Такие качества научных произведений, как доказательство положений, выдвижение гипотез, их аргументация, систематичность изложения, сказываются на выборе способов оформления мысли: это цепи рассуждений и доказательств, строгая система логических суждений, причинно-следственные связи.

Научные тексты рассчитаны на логическое, а не эмоционально-чувственное восприятие, поэтому эмоциональное в языке не выявляется открыто, научный стиль «тяготеет к речевым средствам, лишенным эмоциональной нагрузки и экспрессивных красок»[3]. Они возможны лишь как некоторые дополнительные средства.

Современный научный стиль стремится к стандартизации средств выражения, особенно в его научно-технической разновидности.

Научная речь – речь терминированная, она перемежается формулами, богата символами; все это создает особый облик научного текста.

Функции образа в научной литературе отличаются от его функций в литературе художественной. Это функция наглядно-конкретизирующая. Образ здесь – средство разъяснения научных понятий. Степень эмоционального в языке науки определяется областью знания, к которой относится текст. Например, научные тексты технические предельно формализованы, авторская индивидуальность здесь скрыта, и потому эмоциональные элементы сведены на нет.

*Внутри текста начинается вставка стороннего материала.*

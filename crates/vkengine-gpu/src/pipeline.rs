//! Graphics pipeline creation.

use crate::device::LogicalDevice;
use crate::error::{GpuError, Result};
use crate::render_pass::{RenderPass, SubpassId};
use crate::shader::{ShaderModule, VertexShaderModule};
use crate::vertex::VertexInput;
use ash::vk;
use std::marker::PhantomData;
use std::sync::Arc;

/// Fixed-function state that varies between pipelines.
#[derive(Debug, Clone, Copy)]
pub struct PipelineOptions {
    pub polygon_mode: vk::PolygonMode,
    pub cull_mode: vk::CullModeFlags,
    pub front_face: vk::FrontFace,
    /// Test and write depth; requires a depth attachment in the subpass.
    pub depth_test: bool,
}

impl Default for PipelineOptions {
    fn default() -> Self {
        Self {
            polygon_mode: vk::PolygonMode::FILL,
            cull_mode: vk::CullModeFlags::BACK,
            front_face: vk::FrontFace::CLOCKWISE,
            depth_test: false,
        }
    }
}

/// Viewport covering `extent` with the full depth range.
pub fn full_viewport(extent: vk::Extent2D) -> vk::Viewport {
    vk::Viewport {
        x: 0.0,
        y: 0.0,
        width: extent.width as f32,
        height: extent.height as f32,
        min_depth: 0.0,
        max_depth: 1.0,
    }
}

/// Scissor covering `extent`.
pub fn full_scissor(extent: vk::Extent2D) -> vk::Rect2D {
    vk::Rect2D {
        offset: vk::Offset2D { x: 0, y: 0 },
        extent,
    }
}

/// A graphics pipeline drawing vertices of type `V` in one subpass.
///
/// Viewport and scissor are baked in from the render pass extent, so the
/// pipeline must be rebuilt whenever its render pass is.
pub struct GraphicsPipeline<V: VertexInput> {
    render_pass: Arc<RenderPass>,
    pipeline: vk::Pipeline,
    layout: vk::PipelineLayout,
    _vertex: PhantomData<fn() -> V>,
}

impl<V: VertexInput> GraphicsPipeline<V> {
    pub fn new(
        device: &Arc<LogicalDevice>,
        render_pass: &Arc<RenderPass>,
        subpass: SubpassId,
        vertex_shader: &VertexShaderModule<V>,
        fragment_shader: &ShaderModule,
        options: PipelineOptions,
    ) -> Result<Self> {
        let color_count = render_pass.color_attachment_count(subpass)?;
        if options.depth_test && !render_pass.has_depth(subpass)? {
            return Err(GpuError::PipelineCreation(
                "depth testing requested for a subpass without a depth attachment".to_string(),
            ));
        }

        let shader_stages = [
            vertex_shader
                .module()
                .stage_info(vk::ShaderStageFlags::VERTEX),
            fragment_shader.stage_info(vk::ShaderStageFlags::FRAGMENT),
        ];

        let bindings = vertex_shader.binding_descriptions();
        let attributes = vertex_shader.attribute_descriptions();
        let vertex_input = vk::PipelineVertexInputStateCreateInfo::default()
            .vertex_binding_descriptions(&bindings)
            .vertex_attribute_descriptions(&attributes);

        let input_assembly = vertex_shader.input_assembly();

        let viewports = [full_viewport(render_pass.extent())];
        let scissors = [full_scissor(render_pass.extent())];
        let viewport_state = vk::PipelineViewportStateCreateInfo::default()
            .viewports(&viewports)
            .scissors(&scissors);

        let rasterization = vk::PipelineRasterizationStateCreateInfo::default()
            .depth_clamp_enable(false)
            .rasterizer_discard_enable(false)
            .polygon_mode(options.polygon_mode)
            .cull_mode(options.cull_mode)
            .front_face(options.front_face)
            .depth_bias_enable(false)
            .line_width(1.0);

        let multisampling = vk::PipelineMultisampleStateCreateInfo::default()
            .rasterization_samples(vk::SampleCountFlags::TYPE_1)
            .sample_shading_enable(false);

        let depth_stencil = vk::PipelineDepthStencilStateCreateInfo::default()
            .depth_test_enable(options.depth_test)
            .depth_write_enable(options.depth_test)
            .depth_compare_op(vk::CompareOp::LESS)
            .depth_bounds_test_enable(false)
            .stencil_test_enable(false);

        let color_blend_attachments: Vec<_> = (0..color_count)
            .map(|_| {
                vk::PipelineColorBlendAttachmentState::default()
                    .blend_enable(false)
                    .color_write_mask(vk::ColorComponentFlags::RGBA)
            })
            .collect();

        let color_blending = vk::PipelineColorBlendStateCreateInfo::default()
            .logic_op_enable(false)
            .attachments(&color_blend_attachments);

        let raw = device.handle();
        let layout_info = vk::PipelineLayoutCreateInfo::default();
        let layout = unsafe { raw.create_pipeline_layout(&layout_info, None) }
            .map_err(|e| GpuError::PipelineCreation(e.to_string()))?;

        let pipeline_info = vk::GraphicsPipelineCreateInfo::default()
            .stages(&shader_stages)
            .vertex_input_state(&vertex_input)
            .input_assembly_state(&input_assembly)
            .viewport_state(&viewport_state)
            .rasterization_state(&rasterization)
            .multisample_state(&multisampling)
            .depth_stencil_state(&depth_stencil)
            .color_blend_state(&color_blending)
            .layout(layout)
            .render_pass(render_pass.handle())
            .subpass(subpass.index());

        let pipelines = unsafe {
            raw.create_graphics_pipelines(vk::PipelineCache::null(), &[pipeline_info], None)
        };
        let pipeline = match pipelines {
            Ok(pipelines) => pipelines[0],
            Err((_, e)) => {
                unsafe { raw.destroy_pipeline_layout(layout, None) };
                return Err(GpuError::PipelineCreation(e.to_string()));
            }
        };

        tracing::debug!(
            "Graphics pipeline created for subpass {} ({}x{})",
            subpass.index(),
            render_pass.extent().width,
            render_pass.extent().height
        );

        Ok(Self {
            render_pass: Arc::clone(render_pass),
            pipeline,
            layout,
            _vertex: PhantomData,
        })
    }

    pub fn handle(&self) -> vk::Pipeline {
        self.pipeline
    }

    pub fn layout(&self) -> vk::PipelineLayout {
        self.layout
    }

    pub fn render_pass(&self) -> &Arc<RenderPass> {
        &self.render_pass
    }
}

impl<V: VertexInput> Drop for GraphicsPipeline<V> {
    fn drop(&mut self) {
        let device = self.render_pass.device().handle();
        unsafe {
            device.destroy_pipeline(self.pipeline, None);
            device.destroy_pipeline_layout(self.layout, None);
        }
    }
}

#[cfg(test)]
mod tests {
    use super::*;

    #[test]
    fn default_options_cull_back_faces_clockwise() {
        let options = PipelineOptions::default();
        assert_eq!(options.polygon_mode, vk::PolygonMode::FILL);
        assert_eq!(options.cull_mode, vk::CullModeFlags::BACK);
        assert_eq!(options.front_face, vk::FrontFace::CLOCKWISE);
        assert!(!options.depth_test);
    }

    #[test]
    fn viewport_and_scissor_cover_extent() {
        let extent = vk::Extent2D {
            width: 1280,
            height: 720,
        };
        let viewport = full_viewport(extent);
        assert_eq!((viewport.width, viewport.height), (1280.0, 720.0));
        assert_eq!((viewport.min_depth, viewport.max_depth), (0.0, 1.0));
        let scissor = full_scissor(extent);
        assert_eq!(scissor.extent, extent);
        assert_eq!((scissor.offset.x, scissor.offset.y), (0, 0));
    }
}
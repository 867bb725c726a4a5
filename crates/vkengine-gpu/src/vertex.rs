//! Vertex input layouts.

use ash::vk;
use bytemuck::{Pod, Zeroable};
use glam::{Vec2, Vec3};
use std::mem::{offset_of, size_of};

/// A type that can be fed to a vertex shader from binding 0.
pub trait VertexInput: Pod {
    fn binding_description() -> vk::VertexInputBindingDescription;
    fn attribute_descriptions() -> Vec<vk::VertexInputAttributeDescription>;
}

/// 2-D position with a per-vertex color.
#[repr(C)]
#[derive(Debug, Clone, Copy, PartialEq, Pod, Zeroable)]
pub struct Vertex {
    pub pos: Vec2,
    pub color: Vec3,
}

impl Vertex {
    pub const fn new(pos: Vec2, color: Vec3) -> Self {
        Self { pos, color }
    }
}

impl VertexInput for Vertex {
    fn binding_description() -> vk::VertexInputBindingDescription {
        vk::VertexInputBindingDescription {
            binding: 0,
            stride: size_of::<Self>() as u32,
            input_rate: vk::VertexInputRate::VERTEX,
        }
    }

    fn attribute_descriptions() -> Vec<vk::VertexInputAttributeDescription> {
        vec![
            vk::VertexInputAttributeDescription {
                location: 0,
                binding: 0,
                format: vk::Format::R32G32_SFLOAT,
                offset: offset_of!(Self, pos) as u32,
            },
            vk::VertexInputAttributeDescription {
                location: 1,
                binding: 0,
                format: vk::Format::R32G32B32_SFLOAT,
                offset: offset_of!(Self, color) as u32,
            },
        ]
    }
}

#[cfg(test)]
mod tests {
    use super::*;

    #[test]
    fn layout_is_tightly_packed() {
        assert_eq!(size_of::<Vertex>(), 20);
        let binding = Vertex::binding_description();
        assert_eq!(binding.binding, 0);
        assert_eq!(binding.stride, 20);
        assert_eq!(binding.input_rate, vk::VertexInputRate::VERTEX);
    }

    #[test]
    fn attributes_match_shader_locations() {
        let attributes = Vertex::attribute_descriptions();
        assert_eq!(attributes.len(), 2);
        assert_eq!(
            (attributes[0].location, attributes[0].format, attributes[0].offset),
            (0, vk::Format::R32G32_SFLOAT, 0)
        );
        assert_eq!(
            (attributes[1].location, attributes[1].format, attributes[1].offset),
            (1, vk::Format::R32G32B32_SFLOAT, 8)
        );
    }

    #[test]
    fn casts_to_bytes() {
        let vertices = [Vertex::new(Vec2::new(0.0, -0.5), Vec3::X)];
        assert_eq!(bytemuck::cast_slice::<Vertex, u8>(&vertices).len(), 20);
    }
}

Цель экспрессии в науке – в доказательности (так называемая интеллектуальная экспрессивность). Это достигается, например, усилительными и ограничительными частицами, вводно-модальными словами, актуализирующими ход рассуждений.

Стиль научного произведения может различаться в зависимости от жанра, назначения, читательского адреса, индивидуальности пишущего, предмета изложения и др.

Поскольку наука связана с техникой, промышленностью, со средней и высшей школой, «языки науки получают свое полное выражение в научно-технической литературе, производственно-технической документации, в учебниках.

Для изучения языков науки необходим предварительный анализ истории развития этих видов литературы, включая их классификацию по стилям и жанрам»[4].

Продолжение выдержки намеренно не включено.